[Stored items]
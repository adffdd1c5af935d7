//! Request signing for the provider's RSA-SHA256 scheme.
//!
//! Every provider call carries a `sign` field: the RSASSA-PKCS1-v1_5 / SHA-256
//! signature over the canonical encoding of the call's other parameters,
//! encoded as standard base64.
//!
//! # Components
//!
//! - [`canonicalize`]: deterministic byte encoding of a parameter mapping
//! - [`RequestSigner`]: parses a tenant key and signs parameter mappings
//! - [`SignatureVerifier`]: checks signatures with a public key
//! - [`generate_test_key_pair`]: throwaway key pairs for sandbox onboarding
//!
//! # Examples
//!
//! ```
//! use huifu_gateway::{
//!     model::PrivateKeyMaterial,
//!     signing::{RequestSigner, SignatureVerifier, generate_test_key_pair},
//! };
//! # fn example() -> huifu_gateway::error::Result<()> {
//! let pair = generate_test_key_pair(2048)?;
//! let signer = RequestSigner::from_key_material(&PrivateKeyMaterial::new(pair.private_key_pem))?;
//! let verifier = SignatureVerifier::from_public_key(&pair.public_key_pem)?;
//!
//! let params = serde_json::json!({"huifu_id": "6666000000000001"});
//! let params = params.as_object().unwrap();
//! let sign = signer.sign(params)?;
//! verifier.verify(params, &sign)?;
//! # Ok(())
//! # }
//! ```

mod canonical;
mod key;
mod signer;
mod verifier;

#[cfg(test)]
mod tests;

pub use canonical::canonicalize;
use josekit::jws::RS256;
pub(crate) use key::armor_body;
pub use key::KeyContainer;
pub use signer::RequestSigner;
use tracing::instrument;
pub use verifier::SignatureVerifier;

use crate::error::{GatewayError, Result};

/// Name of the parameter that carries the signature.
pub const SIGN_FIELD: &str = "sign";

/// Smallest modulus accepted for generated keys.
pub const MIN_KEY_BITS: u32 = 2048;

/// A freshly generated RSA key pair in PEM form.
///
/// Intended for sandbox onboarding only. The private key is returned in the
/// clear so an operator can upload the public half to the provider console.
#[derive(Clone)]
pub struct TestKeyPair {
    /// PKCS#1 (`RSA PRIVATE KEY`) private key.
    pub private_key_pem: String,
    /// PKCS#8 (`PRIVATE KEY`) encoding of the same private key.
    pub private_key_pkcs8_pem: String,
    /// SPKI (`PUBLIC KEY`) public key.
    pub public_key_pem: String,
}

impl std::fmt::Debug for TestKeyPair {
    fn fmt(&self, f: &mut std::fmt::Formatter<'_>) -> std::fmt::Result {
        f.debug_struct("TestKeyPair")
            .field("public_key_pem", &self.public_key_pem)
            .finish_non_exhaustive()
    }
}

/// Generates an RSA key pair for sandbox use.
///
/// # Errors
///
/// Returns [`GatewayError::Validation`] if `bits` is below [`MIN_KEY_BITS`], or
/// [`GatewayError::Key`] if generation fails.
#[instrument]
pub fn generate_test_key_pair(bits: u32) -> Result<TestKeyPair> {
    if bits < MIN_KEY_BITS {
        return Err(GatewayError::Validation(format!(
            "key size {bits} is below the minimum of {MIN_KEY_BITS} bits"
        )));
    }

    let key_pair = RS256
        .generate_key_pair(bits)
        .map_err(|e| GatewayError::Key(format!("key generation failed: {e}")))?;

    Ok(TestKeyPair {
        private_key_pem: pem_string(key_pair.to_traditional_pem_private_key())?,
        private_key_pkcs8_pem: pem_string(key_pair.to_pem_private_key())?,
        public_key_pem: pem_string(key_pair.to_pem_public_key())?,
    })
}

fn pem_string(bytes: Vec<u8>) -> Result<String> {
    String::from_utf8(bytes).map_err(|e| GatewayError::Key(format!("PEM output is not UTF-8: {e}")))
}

■ EXERCISE PROMPT ■
Tell how many lines in the records above contain "below", giving the number and no other words.

■ EXERCISE RESPONSE ■
2